Bobby Dominates--Initially

Opening in March of 1946, in Chicago before 7,811 spectators, Bobby won a tense five-set match. As the 25-match tour moved east, Bobby charged out to a 13-2 lead, leaving Budge no chance of overtaking him.
Bobby's dominance worried promoters in the lucrative East Coast markets of New York, Philadelphia, Boston, and Pittsburgh, who saw interest in the tour wane .and their gate receipts collapse.
A fellow player approached Bobby after a stop in Providence, RI. ''Bobby, why don't you let Don win a couple of matches? You're leading him eleven matches to one. It's killing the crowds.
After reportedly telling this person to mind his own business, Bobby agreed to extend the tour to 46 matches. Meanwhile, Budge cast off his vanity and started wearing glasses on court. He also adjusted his playing style.
He whittled Bobby's lead, ending just two matches back, 22 wins to Bobby's 24. Still, the tour was only a moderate financial success, with an average attendance of 3,425 per stop.
For Bobby, all that remained was to win the season-ending U.S. Professional Championships at Forest Hills. This, he figured, would be the crowning jewel of his ascendancy as world pro champion. It was a moment for which he had planned since Budge dismantled him at the professional championships in 1942, and no one could have been more motivated.
On the other side of the court, however, Budge figured that if he could win the title at Forest Hills, he might salvage what remained of his standing as defending champion, or at least keep himself in contention. Besides, he was still an immensely popular figure and the heavy sentimental favorite going into the tournament.

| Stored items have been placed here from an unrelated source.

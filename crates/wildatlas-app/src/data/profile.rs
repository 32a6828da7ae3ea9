//! Profile store
//!
//! Display name and avatar id. Validation is handled by normalization and
//! substitution, never surfaced as an error: an empty name is stored as the
//! default literal, and an out-of-range avatar id is dropped on write but
//! substituted on read without rewriting the stored value.

use crate::config::profile::{AVATAR_ID_MAX, AVATAR_ID_MIN, DEFAULT_DISPLAY_NAME};
use crate::data::storage::KvBackend;
use crate::error::Result;
use std::sync::{Arc, Mutex, MutexGuard};

/// Storage keys for the profile fields
const DISPLAY_NAME_KEY: &str = "userProfile.displayName";
const AVATAR_ID_KEY: &str = "userProfile.avatarId";

/// A profile as callers see it, with normalization already applied
#[derive(Debug, Clone, PartialEq, Eq)]
pub struct Profile {
    pub display_name: String,
    pub avatar_id: i64,
}

impl Default for Profile {
    fn default() -> Self {
        Self {
            display_name: DEFAULT_DISPLAY_NAME.to_string(),
            avatar_id: AVATAR_ID_MIN,
        }
    }
}

/// The local user profile
pub struct ProfileStore {
    backend: Arc<dyn KvBackend>,
    guard: Mutex<()>,
}

impl ProfileStore {
    pub fn new(backend: Arc<dyn KvBackend>) -> Self {
        Self {
            backend,
            guard: Mutex::new(()),
        }
    }

    /// Stored profile with read-time normalization
    ///
    /// An out-of-range stored avatar id reads as the default; the raw
    /// stored value stays whatever it was.
    pub fn get(&self) -> Result<Profile> {
        let display_name = self
            .backend
            .get_string(DISPLAY_NAME_KEY)?
            .unwrap_or_else(|| DEFAULT_DISPLAY_NAME.to_string());
        let avatar_id = self
            .backend
            .get_i64(AVATAR_ID_KEY)?
            .filter(|id| avatar_id_in_range(*id))
            .unwrap_or(AVATAR_ID_MIN);
        Ok(Profile {
            display_name,
            avatar_id,
        })
    }

    /// Save either field; `None` leaves the corresponding stored field untouched
    pub fn save(&self, display_name: Option<&str>, avatar_id: Option<i64>) -> Result<()> {
        let _guard = self.lock();
        if let Some(name) = display_name {
            self.write_display_name(name)?;
        }
        if let Some(id) = avatar_id {
            self.write_avatar_id(id)?;
        }
        Ok(())
    }

    pub fn save_display_name(&self, name: &str) -> Result<()> {
        let _guard = self.lock();
        self.write_display_name(name)
    }

    pub fn save_avatar_id(&self, id: i64) -> Result<()> {
        let _guard = self.lock();
        self.write_avatar_id(id)
    }

    /// Remove both fields, reverting subsequent reads to the defaults
    pub fn clear(&self) -> Result<()> {
        let _guard = self.lock();
        self.backend.remove(DISPLAY_NAME_KEY)?;
        self.backend.remove(AVATAR_ID_KEY)
    }

    fn write_display_name(&self, name: &str) -> Result<()> {
        let stored = if name.is_empty() {
            DEFAULT_DISPLAY_NAME
        } else {
            name
        };
        self.backend.set_string(DISPLAY_NAME_KEY, stored)
    }

    // Out-of-range ids are silently dropped, not clamped
    fn write_avatar_id(&self, id: i64) -> Result<()> {
        if avatar_id_in_range(id) {
            self.backend.set_i64(AVATAR_ID_KEY, id)?;
        }
        Ok(())
    }

    fn lock(&self) -> MutexGuard<'_, ()> {
        self.guard.lock().unwrap_or_else(|e| e.into_inner())
    }
}

fn avatar_id_in_range(id: i64) -> bool {
    (AVATAR_ID_MIN..=AVATAR_ID_MAX).contains(&id)
}

#[cfg(test)]
mod tests {
    use super::*;
    use crate::data::storage::JsonFileBackend;
    use std::env::temp_dir;
    use std::fs;
    use std::path::PathBuf;
    use std::sync::atomic::{AtomicU32, Ordering};

    static TEST_COUNTER: AtomicU32 = AtomicU32::new(0);

    fn temp_path() -> PathBuf {
        let id = TEST_COUNTER.fetch_add(1, Ordering::SeqCst);
        temp_dir().join(format!("wildatlas_profile_test_{}.json", id))
    }

    fn backend_at(path: &PathBuf) -> Arc<JsonFileBackend> {
        Arc::new(JsonFileBackend::open_at(path).unwrap())
    }

    #[test]
    fn test_defaults_on_fresh_store() {
        let path = temp_path();
        let profile = ProfileStore::new(backend_at(&path));

        assert_eq!(profile.get().unwrap(), Profile::default());
        assert_eq!(profile.get().unwrap().display_name, "Username");
        assert_eq!(profile.get().unwrap().avatar_id, 1);
    }

    #[test]
    fn test_save_both_fields() {
        let path = temp_path();
        let profile = ProfileStore::new(backend_at(&path));

        profile.save(Some("Ada"), Some(3)).unwrap();

        let p = profile.get().unwrap();
        assert_eq!(p.display_name, "Ada");
        assert_eq!(p.avatar_id, 3);

        let _ = fs::remove_file(&path);
    }

    #[test]
    fn test_partial_save_leaves_other_field() {
        let path = temp_path();
        let profile = ProfileStore::new(backend_at(&path));

        profile.save(Some("Ada"), Some(2)).unwrap();
        profile.save(None, Some(4)).unwrap();
        assert_eq!(profile.get().unwrap().display_name, "Ada");
        assert_eq!(profile.get().unwrap().avatar_id, 4);

        profile.save(Some("Grace"), None).unwrap();
        assert_eq!(profile.get().unwrap().display_name, "Grace");
        assert_eq!(profile.get().unwrap().avatar_id, 4);

        let _ = fs::remove_file(&path);
    }

    #[test]
    fn test_empty_name_stored_as_default_literal() {
        let path = temp_path();
        let backend = backend_at(&path);
        let profile = ProfileStore::new(backend.clone());

        profile.save(Some(""), None).unwrap();

        assert_eq!(profile.get().unwrap().display_name, "Username");
        // Normalization happens on write: the literal is what is stored
        assert_eq!(
            backend.get_string(DISPLAY_NAME_KEY).unwrap(),
            Some("Username".to_string())
        );

        let _ = fs::remove_file(&path);
    }

    #[test]
    fn test_out_of_range_avatar_not_stored() {
        let path = temp_path();
        let backend = backend_at(&path);
        let profile = ProfileStore::new(backend.clone());

        profile.save_avatar_id(2).unwrap();
        profile.save(None, Some(0)).unwrap();
        profile.save(None, Some(5)).unwrap();

        assert_eq!(profile.get().unwrap().avatar_id, 2);
        assert_eq!(backend.get_i64(AVATAR_ID_KEY).unwrap(), Some(2));

        let _ = fs::remove_file(&path);
    }

    #[test]
    fn test_out_of_range_stored_value_normalized_on_read_only() {
        let path = temp_path();
        let backend = backend_at(&path);
        let profile = ProfileStore::new(backend.clone());

        // Simulate a value written by something that skipped validation
        backend.set_i64(AVATAR_ID_KEY, 99).unwrap();

        assert_eq!(profile.get().unwrap().avatar_id, 1);
        // Reading did not rewrite the raw value
        assert_eq!(backend.get_i64(AVATAR_ID_KEY).unwrap(), Some(99));

        let _ = fs::remove_file(&path);
    }

    #[test]
    fn test_avatar_boundaries() {
        let path = temp_path();
        let profile = ProfileStore::new(backend_at(&path));

        profile.save_avatar_id(1).unwrap();
        assert_eq!(profile.get().unwrap().avatar_id, 1);

        profile.save_avatar_id(4).unwrap();
        assert_eq!(profile.get().unwrap().avatar_id, 4);

        let _ = fs::remove_file(&path);
    }

    #[test]
    fn test_clear_reverts_to_defaults() {
        let path = temp_path();
        let backend = backend_at(&path);
        let profile = ProfileStore::new(backend.clone());

        profile.save(Some("Ada"), Some(3)).unwrap();
        profile.clear().unwrap();

        assert_eq!(profile.get().unwrap(), Profile::default());
        assert_eq!(backend.get(DISPLAY_NAME_KEY).unwrap(), None);
        assert_eq!(backend.get(AVATAR_ID_KEY).unwrap(), None);

        let _ = fs::remove_file(&path);
    }

    #[test]
    fn test_survives_reopen() {
        let path = temp_path();

        {
            let profile = ProfileStore::new(backend_at(&path));
            profile.save(Some("Ada"), Some(2)).unwrap();
        }

        {
            let profile = ProfileStore::new(backend_at(&path));
            let p = profile.get().unwrap();
            assert_eq!(p.display_name, "Ada");
            assert_eq!(p.avatar_id, 2);
        }

        let _ = fs::remove_file(&path);
    }

    #[test]
    fn test_unicode_display_name() {
        let path = temp_path();
        let profile = ProfileStore::new(backend_at(&path));

        profile.save_display_name("Наталія 🌿").unwrap();
        assert_eq!(profile.get().unwrap().display_name, "Наталія 🌿");

        let _ = fs::remove_file(&path);
    }
}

As expected, both Budge and Bobby reached the final, with most fans still expecting Budge to win. Despite the tour results, the years off during the war, and Budge's injury, "Big Red" was still considered the all-conquering king, the irresistible force, while Bobby was, as always, seen as the pesky upstart.
In less than an hour, it was over. To the stunned disbelief of the 10,000 spectators packed into the horseshoe-shaped stadium at the West Side Tennis Club, Bobby dismantled Budge in straight sets, 6-3, 6-1, 6-1.
For a streak of three games in the opening set, Budge looked ready to prove himself the same indomitable player people had known, turning a 0-2 deficit into a 3-2 advantage. But things then went badly awry, as he made error after error: missed overheads, netted volleys, drives hit wide or beyond the baseline.
For his part, Bobby played solidly and with purpose, but this was not the Budge the fans expected, or even the Budge Bobby expected. Fans could hardly believe their eyes. At the awards presentation, Budge made a brief speech. He told the fans how sorry he was that he had let them down so badly, and promised to come back the following year and reward their dedication.
Years later, recalling that year and his disastrous 2-13 start against Bobby on that tour, Budge said he preferred to remember that in his last days he won 20 matches to Bobby's 11.

Bobby and Budge played a tour in Europe and South Africa, won 12-6 by Bobby. He also played an aborted tour with Frank Kovacs, man who had allegedly poisoned him before a finals in the amateur ranks. (Click Here.) Kovacs, though still a powerful player had become even more bitter and caustic, intimidating ball boys, showing up late for matches, and offering to fight heckling spectators.
In Philadelphia , Kovacs swigged from a large soda bottle full of Rum Collins during the changeovers. When he finished the bottle, he sent a ball boy out for a refill. When the boy came back with plain soda, Kovacs held up the match while he waited for the youngster to go out and retrieve alcohol.
But all Bobby's success after that mattered little. With Tilden's dream of a series of professional tournaments fallen apart and the amateur game yet to get back on its feet, there was nothing for him to do. Until a legitimate amateur champion emerged, there was no one for him to play against, leaving Bobby little to do but bide his time.